Saved data entries:
----------
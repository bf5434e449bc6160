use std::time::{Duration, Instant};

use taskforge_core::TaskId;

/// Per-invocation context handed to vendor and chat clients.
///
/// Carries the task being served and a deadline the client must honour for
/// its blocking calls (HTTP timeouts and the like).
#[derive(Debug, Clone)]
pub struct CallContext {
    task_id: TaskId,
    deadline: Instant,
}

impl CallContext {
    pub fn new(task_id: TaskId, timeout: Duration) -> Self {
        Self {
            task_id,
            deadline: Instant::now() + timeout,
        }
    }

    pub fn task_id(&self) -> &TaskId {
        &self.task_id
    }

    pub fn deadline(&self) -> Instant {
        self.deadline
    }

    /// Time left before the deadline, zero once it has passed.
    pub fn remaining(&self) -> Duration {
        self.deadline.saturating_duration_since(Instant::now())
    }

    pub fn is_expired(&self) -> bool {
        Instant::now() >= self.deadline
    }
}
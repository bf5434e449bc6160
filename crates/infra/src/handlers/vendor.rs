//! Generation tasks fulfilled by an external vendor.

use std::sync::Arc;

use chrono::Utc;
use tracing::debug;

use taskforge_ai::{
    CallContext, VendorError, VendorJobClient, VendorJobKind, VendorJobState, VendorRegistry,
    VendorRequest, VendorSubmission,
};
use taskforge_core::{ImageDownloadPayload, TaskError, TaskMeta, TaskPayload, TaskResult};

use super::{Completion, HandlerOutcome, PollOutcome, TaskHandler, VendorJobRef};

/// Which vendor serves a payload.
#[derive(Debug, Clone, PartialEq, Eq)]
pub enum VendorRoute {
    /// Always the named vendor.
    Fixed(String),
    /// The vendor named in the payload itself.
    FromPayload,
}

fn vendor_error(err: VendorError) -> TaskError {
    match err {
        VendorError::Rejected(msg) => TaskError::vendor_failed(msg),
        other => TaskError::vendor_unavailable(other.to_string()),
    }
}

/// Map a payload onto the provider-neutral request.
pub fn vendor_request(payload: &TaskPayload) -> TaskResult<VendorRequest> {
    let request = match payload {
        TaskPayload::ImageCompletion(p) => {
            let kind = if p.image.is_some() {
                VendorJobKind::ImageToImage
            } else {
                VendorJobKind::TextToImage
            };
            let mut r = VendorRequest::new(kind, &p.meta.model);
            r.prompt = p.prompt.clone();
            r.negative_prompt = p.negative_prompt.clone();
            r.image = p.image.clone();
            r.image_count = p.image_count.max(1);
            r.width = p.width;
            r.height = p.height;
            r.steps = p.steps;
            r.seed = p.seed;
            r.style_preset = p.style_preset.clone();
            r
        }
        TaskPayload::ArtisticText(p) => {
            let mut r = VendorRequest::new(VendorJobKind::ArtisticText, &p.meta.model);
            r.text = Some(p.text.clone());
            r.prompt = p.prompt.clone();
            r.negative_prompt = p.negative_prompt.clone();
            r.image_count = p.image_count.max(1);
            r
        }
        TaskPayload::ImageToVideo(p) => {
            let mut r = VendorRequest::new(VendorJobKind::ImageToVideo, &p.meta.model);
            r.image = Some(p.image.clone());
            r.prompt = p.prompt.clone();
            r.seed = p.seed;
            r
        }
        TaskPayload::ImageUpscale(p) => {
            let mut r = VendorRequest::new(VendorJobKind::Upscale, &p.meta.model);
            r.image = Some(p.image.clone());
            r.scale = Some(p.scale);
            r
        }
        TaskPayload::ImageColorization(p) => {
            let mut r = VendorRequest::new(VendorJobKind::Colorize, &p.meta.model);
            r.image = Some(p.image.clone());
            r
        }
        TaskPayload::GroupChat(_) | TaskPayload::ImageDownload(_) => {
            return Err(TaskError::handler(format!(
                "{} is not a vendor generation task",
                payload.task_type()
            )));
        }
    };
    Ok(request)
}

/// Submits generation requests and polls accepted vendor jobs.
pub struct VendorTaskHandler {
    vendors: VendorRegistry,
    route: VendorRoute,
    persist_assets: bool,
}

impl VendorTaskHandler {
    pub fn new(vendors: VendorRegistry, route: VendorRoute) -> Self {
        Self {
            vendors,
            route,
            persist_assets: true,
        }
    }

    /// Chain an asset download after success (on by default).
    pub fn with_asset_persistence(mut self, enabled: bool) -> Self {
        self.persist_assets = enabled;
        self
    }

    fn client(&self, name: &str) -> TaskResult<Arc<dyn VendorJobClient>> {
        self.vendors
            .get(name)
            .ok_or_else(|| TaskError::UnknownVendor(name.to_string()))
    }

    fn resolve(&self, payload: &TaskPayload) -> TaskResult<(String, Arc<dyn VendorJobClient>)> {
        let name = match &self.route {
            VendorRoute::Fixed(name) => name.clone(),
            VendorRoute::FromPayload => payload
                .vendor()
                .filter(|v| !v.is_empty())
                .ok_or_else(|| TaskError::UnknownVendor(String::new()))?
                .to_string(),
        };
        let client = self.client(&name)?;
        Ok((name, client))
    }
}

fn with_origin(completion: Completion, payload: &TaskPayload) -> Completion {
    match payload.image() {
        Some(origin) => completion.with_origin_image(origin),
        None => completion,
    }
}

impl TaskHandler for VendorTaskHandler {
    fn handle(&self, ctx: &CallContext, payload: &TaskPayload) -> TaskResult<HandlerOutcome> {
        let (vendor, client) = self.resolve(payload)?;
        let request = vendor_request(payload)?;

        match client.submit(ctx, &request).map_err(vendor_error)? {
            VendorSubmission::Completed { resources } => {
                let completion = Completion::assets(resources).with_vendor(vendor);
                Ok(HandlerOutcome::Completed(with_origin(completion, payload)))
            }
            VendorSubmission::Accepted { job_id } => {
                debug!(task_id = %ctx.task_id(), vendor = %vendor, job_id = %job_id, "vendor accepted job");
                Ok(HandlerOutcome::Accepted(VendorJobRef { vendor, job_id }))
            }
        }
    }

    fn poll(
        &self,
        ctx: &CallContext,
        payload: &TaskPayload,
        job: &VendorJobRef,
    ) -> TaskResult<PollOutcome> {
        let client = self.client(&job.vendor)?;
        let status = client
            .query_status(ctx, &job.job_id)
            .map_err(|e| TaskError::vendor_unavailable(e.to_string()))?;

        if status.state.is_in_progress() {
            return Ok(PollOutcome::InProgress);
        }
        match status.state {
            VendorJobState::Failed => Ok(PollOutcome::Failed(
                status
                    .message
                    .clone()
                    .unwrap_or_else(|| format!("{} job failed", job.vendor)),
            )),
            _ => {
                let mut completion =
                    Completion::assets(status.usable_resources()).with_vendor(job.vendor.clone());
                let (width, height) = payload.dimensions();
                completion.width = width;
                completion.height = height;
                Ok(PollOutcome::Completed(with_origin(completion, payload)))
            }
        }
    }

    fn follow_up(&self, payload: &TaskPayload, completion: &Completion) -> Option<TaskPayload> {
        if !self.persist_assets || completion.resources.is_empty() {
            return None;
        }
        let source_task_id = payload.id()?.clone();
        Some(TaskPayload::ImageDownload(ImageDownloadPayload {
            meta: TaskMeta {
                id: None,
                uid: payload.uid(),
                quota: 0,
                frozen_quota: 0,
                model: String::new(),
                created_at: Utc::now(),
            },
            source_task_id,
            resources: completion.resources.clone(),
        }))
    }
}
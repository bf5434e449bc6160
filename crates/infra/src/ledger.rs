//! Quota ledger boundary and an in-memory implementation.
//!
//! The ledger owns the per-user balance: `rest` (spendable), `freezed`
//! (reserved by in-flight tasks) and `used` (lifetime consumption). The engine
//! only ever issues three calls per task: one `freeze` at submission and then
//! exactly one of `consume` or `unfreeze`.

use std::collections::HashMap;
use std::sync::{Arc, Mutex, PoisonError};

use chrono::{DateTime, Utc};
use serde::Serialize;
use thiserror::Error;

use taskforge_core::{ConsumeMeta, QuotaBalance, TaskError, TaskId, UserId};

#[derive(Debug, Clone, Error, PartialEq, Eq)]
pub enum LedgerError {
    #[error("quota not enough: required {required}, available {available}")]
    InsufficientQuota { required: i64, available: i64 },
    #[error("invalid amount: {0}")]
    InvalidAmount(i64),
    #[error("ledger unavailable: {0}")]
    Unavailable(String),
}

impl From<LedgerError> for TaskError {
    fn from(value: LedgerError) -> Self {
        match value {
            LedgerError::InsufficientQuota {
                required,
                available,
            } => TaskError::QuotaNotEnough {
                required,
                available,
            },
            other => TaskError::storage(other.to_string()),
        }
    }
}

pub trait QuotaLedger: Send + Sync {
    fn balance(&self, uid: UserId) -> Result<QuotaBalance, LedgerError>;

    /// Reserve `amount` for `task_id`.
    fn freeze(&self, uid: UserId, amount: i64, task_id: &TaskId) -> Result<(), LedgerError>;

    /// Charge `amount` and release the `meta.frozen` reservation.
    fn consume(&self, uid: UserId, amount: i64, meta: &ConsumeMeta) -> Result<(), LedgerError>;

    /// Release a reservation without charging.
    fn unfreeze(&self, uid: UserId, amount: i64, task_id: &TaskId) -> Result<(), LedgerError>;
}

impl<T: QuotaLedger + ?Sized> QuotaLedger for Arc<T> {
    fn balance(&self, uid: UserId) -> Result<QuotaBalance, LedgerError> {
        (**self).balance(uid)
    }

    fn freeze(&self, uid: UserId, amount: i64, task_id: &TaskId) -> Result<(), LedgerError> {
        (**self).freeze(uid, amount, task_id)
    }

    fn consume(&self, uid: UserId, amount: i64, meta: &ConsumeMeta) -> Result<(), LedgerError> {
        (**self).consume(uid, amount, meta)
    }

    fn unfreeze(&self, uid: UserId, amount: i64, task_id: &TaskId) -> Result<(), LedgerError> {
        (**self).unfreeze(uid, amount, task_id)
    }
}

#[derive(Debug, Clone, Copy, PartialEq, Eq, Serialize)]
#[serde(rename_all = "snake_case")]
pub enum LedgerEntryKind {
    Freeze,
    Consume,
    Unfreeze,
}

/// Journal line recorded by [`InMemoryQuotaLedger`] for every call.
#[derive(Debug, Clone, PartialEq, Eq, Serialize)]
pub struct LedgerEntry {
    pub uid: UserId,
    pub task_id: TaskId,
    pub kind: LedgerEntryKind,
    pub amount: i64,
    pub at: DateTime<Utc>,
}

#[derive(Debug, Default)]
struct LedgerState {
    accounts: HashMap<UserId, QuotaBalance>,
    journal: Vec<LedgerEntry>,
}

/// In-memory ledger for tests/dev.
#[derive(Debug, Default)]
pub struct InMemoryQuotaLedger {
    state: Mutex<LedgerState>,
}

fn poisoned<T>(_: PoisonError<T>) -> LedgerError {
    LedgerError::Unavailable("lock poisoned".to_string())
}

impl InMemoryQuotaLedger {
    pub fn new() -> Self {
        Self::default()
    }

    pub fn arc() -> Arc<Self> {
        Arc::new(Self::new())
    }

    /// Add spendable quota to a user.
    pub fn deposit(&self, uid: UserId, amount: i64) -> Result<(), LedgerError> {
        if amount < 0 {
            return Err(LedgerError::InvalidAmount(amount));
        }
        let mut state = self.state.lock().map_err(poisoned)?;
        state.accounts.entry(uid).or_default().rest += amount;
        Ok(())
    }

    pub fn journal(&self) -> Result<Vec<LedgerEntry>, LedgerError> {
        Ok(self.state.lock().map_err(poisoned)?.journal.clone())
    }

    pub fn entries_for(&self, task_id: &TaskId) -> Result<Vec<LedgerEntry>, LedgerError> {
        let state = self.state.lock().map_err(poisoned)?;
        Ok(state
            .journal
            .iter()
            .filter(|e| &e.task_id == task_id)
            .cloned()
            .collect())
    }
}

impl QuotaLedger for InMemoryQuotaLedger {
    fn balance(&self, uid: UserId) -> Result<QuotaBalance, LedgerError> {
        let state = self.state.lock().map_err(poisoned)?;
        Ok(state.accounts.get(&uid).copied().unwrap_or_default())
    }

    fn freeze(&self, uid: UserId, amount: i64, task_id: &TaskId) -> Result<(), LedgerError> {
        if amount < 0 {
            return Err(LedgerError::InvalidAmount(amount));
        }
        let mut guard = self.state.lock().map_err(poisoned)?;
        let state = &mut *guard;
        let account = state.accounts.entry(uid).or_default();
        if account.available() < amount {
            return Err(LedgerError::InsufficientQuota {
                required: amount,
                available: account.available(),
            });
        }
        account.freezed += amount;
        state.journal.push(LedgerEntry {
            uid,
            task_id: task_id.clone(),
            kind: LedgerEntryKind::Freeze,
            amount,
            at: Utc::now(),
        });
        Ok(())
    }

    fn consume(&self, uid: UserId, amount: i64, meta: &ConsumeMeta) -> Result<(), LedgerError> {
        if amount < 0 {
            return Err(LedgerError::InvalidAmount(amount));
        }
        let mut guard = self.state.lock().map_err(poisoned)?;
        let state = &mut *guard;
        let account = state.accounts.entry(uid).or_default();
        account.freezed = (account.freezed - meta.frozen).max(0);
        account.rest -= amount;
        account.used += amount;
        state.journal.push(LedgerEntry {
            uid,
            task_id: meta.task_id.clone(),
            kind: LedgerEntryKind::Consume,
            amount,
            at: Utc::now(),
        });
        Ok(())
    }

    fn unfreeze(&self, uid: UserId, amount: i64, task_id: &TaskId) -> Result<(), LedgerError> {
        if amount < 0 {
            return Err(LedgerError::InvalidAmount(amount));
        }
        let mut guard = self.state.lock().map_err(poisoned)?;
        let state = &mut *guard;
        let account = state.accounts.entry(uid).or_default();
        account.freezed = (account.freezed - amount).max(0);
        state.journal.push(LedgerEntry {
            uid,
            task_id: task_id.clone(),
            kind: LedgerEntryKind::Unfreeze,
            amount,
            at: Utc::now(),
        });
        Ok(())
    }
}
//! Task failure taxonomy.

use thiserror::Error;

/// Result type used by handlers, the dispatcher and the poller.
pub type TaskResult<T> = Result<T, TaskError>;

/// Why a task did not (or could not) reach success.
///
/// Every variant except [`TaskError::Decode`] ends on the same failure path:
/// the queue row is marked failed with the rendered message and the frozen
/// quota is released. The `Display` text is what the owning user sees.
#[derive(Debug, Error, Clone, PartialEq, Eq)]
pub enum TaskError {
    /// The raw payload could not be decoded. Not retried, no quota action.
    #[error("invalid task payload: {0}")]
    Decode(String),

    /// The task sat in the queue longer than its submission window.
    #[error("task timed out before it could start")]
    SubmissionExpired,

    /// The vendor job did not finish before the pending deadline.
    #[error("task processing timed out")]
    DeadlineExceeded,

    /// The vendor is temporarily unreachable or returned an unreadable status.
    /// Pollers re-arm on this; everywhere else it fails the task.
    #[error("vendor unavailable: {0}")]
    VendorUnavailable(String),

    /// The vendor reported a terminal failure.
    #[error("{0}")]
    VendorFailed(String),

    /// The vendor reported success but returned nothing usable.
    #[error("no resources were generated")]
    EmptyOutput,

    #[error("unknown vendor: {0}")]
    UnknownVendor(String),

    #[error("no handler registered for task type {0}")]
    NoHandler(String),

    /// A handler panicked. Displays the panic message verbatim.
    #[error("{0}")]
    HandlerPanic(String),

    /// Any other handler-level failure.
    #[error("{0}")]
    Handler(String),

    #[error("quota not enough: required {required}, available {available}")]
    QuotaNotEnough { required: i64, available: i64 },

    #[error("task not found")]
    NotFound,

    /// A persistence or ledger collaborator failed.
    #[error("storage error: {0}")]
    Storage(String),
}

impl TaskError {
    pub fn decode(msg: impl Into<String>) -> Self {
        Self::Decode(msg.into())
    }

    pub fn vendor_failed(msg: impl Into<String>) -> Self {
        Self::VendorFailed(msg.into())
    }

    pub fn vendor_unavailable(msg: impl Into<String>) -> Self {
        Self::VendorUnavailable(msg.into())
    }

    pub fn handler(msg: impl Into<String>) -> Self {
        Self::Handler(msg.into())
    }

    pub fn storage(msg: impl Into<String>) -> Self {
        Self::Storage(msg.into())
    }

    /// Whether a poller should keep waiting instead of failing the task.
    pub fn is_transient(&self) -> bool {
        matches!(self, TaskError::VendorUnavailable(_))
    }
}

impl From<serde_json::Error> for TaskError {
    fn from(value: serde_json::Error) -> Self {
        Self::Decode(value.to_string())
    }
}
----------
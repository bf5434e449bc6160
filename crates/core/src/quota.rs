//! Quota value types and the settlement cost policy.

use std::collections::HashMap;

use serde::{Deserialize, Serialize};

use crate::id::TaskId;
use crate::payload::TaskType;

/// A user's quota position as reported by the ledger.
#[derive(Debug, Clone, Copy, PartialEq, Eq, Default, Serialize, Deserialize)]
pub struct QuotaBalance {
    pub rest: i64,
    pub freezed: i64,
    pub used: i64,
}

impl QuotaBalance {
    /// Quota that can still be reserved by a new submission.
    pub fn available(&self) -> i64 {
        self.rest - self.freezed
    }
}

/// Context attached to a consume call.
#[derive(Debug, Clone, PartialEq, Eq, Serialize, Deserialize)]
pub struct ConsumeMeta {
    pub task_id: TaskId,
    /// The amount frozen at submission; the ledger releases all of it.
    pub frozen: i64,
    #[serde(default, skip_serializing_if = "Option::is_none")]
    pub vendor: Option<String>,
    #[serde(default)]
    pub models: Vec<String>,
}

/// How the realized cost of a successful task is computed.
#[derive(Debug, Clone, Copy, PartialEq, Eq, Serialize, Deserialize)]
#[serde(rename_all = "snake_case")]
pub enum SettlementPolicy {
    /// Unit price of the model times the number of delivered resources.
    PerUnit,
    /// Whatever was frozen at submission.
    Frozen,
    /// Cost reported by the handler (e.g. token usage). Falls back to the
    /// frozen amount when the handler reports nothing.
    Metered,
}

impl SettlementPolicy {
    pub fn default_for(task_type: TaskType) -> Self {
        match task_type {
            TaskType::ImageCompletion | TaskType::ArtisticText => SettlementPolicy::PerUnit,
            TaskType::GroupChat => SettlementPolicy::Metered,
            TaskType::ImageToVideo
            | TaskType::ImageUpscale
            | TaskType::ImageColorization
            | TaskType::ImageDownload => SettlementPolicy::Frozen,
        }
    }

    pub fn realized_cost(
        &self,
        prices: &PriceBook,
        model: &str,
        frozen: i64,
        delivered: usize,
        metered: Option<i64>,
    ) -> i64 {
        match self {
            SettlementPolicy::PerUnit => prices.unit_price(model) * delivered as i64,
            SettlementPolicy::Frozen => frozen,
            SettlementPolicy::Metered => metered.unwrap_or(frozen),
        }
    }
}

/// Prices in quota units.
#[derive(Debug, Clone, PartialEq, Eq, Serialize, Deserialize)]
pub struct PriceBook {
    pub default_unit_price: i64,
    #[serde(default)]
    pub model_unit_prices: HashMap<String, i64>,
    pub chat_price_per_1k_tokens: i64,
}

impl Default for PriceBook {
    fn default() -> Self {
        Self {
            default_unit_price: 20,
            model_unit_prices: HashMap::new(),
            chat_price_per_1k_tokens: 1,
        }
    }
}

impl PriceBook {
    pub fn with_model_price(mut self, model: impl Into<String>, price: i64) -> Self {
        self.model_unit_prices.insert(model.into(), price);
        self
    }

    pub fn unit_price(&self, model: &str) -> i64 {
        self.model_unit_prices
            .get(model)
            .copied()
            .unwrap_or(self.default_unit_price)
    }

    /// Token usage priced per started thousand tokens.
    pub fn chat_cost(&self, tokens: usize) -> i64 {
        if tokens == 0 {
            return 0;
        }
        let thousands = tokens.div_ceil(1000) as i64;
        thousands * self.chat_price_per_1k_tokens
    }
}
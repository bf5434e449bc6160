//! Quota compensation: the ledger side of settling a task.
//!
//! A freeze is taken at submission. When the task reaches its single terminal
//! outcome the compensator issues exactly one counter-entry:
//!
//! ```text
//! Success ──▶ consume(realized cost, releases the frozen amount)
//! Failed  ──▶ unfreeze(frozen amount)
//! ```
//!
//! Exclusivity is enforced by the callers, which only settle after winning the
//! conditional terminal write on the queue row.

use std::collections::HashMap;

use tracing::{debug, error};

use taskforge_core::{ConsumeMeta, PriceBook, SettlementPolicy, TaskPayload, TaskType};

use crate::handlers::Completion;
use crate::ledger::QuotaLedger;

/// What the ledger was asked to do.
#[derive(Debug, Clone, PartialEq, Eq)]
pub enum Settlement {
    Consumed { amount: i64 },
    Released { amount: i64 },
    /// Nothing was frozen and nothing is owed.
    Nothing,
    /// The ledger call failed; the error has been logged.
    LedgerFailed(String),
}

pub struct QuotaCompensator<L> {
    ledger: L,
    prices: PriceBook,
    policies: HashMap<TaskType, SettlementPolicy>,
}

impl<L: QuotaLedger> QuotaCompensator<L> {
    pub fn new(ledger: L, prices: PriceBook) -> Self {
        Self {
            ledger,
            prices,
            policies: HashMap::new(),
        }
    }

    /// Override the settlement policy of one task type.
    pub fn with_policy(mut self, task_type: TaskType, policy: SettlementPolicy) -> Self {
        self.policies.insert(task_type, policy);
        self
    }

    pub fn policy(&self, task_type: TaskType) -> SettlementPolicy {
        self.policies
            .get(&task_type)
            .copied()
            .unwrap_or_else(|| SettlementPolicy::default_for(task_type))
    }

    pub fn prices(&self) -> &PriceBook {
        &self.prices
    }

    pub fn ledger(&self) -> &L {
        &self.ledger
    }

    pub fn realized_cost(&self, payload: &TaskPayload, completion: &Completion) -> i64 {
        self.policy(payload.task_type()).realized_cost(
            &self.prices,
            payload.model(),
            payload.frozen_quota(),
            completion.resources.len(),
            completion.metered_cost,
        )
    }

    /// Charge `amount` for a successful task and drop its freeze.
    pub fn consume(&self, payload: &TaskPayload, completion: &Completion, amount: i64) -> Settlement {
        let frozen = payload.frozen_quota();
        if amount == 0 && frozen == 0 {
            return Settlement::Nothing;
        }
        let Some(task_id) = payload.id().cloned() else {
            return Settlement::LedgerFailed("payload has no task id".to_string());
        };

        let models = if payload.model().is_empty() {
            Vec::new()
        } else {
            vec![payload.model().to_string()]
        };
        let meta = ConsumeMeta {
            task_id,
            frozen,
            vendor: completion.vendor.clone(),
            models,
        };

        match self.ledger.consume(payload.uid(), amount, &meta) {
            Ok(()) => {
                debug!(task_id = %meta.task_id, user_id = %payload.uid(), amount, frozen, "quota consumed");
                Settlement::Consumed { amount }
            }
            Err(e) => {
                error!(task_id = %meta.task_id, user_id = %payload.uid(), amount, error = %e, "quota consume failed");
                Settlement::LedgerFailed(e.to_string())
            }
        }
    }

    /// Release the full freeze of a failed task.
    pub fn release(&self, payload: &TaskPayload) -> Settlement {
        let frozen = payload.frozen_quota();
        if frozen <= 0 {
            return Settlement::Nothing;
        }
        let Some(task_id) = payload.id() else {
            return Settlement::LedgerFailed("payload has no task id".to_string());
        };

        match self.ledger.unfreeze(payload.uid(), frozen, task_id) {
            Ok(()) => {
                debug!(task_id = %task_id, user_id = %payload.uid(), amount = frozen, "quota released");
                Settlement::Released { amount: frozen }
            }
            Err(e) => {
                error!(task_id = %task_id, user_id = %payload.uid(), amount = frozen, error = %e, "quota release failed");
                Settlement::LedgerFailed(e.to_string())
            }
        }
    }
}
----------
> Assignment: All lines holding the word "CallContext" must be copied from the data.

> Answer to the problem:
pub struct CallContext {
impl CallContext {
    CallContext, VendorError, VendorJobClient, VendorJobKind, VendorJobState, VendorRegistry,
    fn handle(&self, ctx: &CallContext, payload: &TaskPayload) -> TaskResult<HandlerOutcome> {
        ctx: &CallContext,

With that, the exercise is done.